Work required -> Beginning with the first line below, please restate each line exactly, down to and including the line containing "use vela_meta::backup::gc_stale_snapshots;".

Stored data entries

+--

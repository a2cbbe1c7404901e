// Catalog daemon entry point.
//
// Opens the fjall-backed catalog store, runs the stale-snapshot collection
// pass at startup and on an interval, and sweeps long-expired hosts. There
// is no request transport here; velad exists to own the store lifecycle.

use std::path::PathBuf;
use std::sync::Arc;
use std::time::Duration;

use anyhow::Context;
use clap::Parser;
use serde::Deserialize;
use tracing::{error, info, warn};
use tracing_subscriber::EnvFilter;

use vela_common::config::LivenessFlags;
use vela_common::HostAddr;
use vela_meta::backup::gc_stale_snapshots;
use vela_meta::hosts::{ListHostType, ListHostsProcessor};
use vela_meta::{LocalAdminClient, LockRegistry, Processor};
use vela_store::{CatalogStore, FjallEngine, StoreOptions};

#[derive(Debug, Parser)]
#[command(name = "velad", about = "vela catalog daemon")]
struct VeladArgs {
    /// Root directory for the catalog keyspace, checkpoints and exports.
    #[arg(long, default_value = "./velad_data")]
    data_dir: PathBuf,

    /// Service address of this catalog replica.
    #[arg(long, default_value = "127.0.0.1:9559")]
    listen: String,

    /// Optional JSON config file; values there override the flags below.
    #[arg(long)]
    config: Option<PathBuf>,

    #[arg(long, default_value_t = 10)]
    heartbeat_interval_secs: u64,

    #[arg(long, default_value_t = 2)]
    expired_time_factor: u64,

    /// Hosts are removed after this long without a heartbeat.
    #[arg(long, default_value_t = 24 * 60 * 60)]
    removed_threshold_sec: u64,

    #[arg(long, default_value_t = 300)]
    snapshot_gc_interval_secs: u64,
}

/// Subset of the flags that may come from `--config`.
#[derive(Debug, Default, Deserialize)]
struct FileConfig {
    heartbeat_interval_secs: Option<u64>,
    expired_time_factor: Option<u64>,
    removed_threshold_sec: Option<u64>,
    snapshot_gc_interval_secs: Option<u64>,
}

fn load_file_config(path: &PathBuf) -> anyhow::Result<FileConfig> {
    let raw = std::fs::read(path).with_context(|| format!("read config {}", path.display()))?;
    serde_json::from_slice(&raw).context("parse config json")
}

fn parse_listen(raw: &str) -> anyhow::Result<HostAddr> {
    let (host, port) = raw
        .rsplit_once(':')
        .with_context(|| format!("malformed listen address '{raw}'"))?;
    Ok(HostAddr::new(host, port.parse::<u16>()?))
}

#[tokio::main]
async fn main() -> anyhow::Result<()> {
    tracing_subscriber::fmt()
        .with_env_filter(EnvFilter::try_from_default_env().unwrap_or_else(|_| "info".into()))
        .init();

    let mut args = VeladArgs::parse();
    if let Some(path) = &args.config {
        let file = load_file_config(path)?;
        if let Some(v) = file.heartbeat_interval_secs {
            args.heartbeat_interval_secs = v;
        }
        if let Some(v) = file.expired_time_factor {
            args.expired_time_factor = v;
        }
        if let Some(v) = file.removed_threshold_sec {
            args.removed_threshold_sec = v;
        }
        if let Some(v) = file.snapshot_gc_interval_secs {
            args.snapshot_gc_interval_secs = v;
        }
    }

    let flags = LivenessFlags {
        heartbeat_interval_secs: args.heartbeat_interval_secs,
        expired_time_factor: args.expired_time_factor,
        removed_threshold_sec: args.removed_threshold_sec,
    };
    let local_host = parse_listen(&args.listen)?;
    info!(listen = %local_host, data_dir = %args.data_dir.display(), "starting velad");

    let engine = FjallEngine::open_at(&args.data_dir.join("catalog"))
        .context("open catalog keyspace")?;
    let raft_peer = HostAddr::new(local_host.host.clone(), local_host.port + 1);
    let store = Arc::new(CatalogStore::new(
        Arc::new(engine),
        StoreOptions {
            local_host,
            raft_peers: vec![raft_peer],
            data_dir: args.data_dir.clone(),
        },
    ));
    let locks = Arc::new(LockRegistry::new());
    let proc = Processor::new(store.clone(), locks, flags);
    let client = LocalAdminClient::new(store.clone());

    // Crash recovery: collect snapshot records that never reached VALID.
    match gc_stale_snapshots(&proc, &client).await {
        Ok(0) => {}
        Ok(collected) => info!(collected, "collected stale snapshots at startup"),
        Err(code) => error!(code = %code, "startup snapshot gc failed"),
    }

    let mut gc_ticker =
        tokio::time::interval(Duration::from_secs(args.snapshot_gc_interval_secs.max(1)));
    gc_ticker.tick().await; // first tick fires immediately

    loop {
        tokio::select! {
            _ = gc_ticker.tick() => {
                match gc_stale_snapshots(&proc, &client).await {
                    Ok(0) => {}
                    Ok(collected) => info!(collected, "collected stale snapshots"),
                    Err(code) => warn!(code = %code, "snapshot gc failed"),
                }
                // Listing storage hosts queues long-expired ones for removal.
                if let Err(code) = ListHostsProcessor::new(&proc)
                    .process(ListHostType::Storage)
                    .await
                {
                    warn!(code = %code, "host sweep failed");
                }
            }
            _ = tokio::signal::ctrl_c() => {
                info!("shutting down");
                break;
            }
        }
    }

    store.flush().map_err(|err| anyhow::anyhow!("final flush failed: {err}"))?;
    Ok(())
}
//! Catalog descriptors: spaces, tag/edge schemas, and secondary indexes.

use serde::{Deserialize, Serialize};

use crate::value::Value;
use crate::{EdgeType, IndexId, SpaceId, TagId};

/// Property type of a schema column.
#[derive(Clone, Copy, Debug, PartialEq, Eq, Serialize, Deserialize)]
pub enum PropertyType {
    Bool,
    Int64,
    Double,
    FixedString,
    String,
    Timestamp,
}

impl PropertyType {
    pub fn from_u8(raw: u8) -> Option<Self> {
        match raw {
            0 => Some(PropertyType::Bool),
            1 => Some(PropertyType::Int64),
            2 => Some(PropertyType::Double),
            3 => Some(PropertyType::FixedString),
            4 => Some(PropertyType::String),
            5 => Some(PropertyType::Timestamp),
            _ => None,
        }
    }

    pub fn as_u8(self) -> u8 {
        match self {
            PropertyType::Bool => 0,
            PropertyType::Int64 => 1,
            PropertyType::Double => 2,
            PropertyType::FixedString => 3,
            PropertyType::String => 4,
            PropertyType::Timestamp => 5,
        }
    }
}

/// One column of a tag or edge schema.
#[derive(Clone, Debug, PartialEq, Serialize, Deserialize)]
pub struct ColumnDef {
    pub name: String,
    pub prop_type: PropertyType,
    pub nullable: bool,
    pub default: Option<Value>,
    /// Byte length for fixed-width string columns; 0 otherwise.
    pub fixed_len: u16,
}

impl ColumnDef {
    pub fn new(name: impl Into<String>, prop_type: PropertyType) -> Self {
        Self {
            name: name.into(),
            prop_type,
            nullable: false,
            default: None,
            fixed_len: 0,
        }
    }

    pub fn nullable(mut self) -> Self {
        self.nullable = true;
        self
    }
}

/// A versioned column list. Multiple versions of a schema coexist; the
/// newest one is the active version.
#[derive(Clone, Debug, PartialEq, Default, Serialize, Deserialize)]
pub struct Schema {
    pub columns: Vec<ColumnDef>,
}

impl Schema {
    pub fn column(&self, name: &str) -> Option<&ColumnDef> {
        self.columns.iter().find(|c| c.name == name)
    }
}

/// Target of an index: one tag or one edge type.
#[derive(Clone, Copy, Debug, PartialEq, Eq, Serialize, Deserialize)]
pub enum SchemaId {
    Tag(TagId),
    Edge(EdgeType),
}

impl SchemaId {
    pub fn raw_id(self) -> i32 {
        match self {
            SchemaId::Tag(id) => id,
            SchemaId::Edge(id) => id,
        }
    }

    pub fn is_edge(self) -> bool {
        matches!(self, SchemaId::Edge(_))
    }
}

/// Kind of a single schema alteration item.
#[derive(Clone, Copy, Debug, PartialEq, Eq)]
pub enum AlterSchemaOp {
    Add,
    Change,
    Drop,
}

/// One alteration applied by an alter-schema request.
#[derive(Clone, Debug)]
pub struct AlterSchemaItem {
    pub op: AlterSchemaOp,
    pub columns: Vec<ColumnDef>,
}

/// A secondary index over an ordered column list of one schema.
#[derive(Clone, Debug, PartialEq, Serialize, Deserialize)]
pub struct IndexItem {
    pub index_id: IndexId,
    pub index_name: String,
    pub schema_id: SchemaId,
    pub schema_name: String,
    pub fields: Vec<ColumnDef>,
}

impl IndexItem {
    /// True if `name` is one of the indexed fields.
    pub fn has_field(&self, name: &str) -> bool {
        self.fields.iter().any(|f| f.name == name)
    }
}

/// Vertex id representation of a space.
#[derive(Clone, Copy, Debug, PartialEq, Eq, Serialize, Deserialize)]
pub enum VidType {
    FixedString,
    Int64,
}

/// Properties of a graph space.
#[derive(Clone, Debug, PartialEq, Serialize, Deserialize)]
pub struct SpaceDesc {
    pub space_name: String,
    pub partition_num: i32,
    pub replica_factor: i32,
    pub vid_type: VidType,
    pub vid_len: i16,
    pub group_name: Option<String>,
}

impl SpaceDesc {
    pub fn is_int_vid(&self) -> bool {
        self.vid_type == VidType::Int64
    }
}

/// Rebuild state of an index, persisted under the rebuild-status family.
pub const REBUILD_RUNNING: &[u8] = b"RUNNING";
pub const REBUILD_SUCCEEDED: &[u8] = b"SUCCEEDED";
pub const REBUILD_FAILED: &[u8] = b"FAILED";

+--

Written response ->
repository a2cbbe1c7404901e
// Catalog daemon entry point.
//
// Opens the fjall-backed catalog store, runs the stale-snapshot collection
// pass at startup and on an interval, and sweeps long-expired hosts. There
// is no request transport here; velad exists to own the store lifecycle.

use std::path::PathBuf;
use std::sync::Arc;
use std::time::Duration;

use anyhow::Context;
use clap::Parser;
use serde::Deserialize;
use tracing::{error, info, warn};
use tracing_subscriber::EnvFilter;

use vela_common::config::LivenessFlags;
use vela_common::HostAddr;
use vela_meta::backup::gc_stale_snapshots;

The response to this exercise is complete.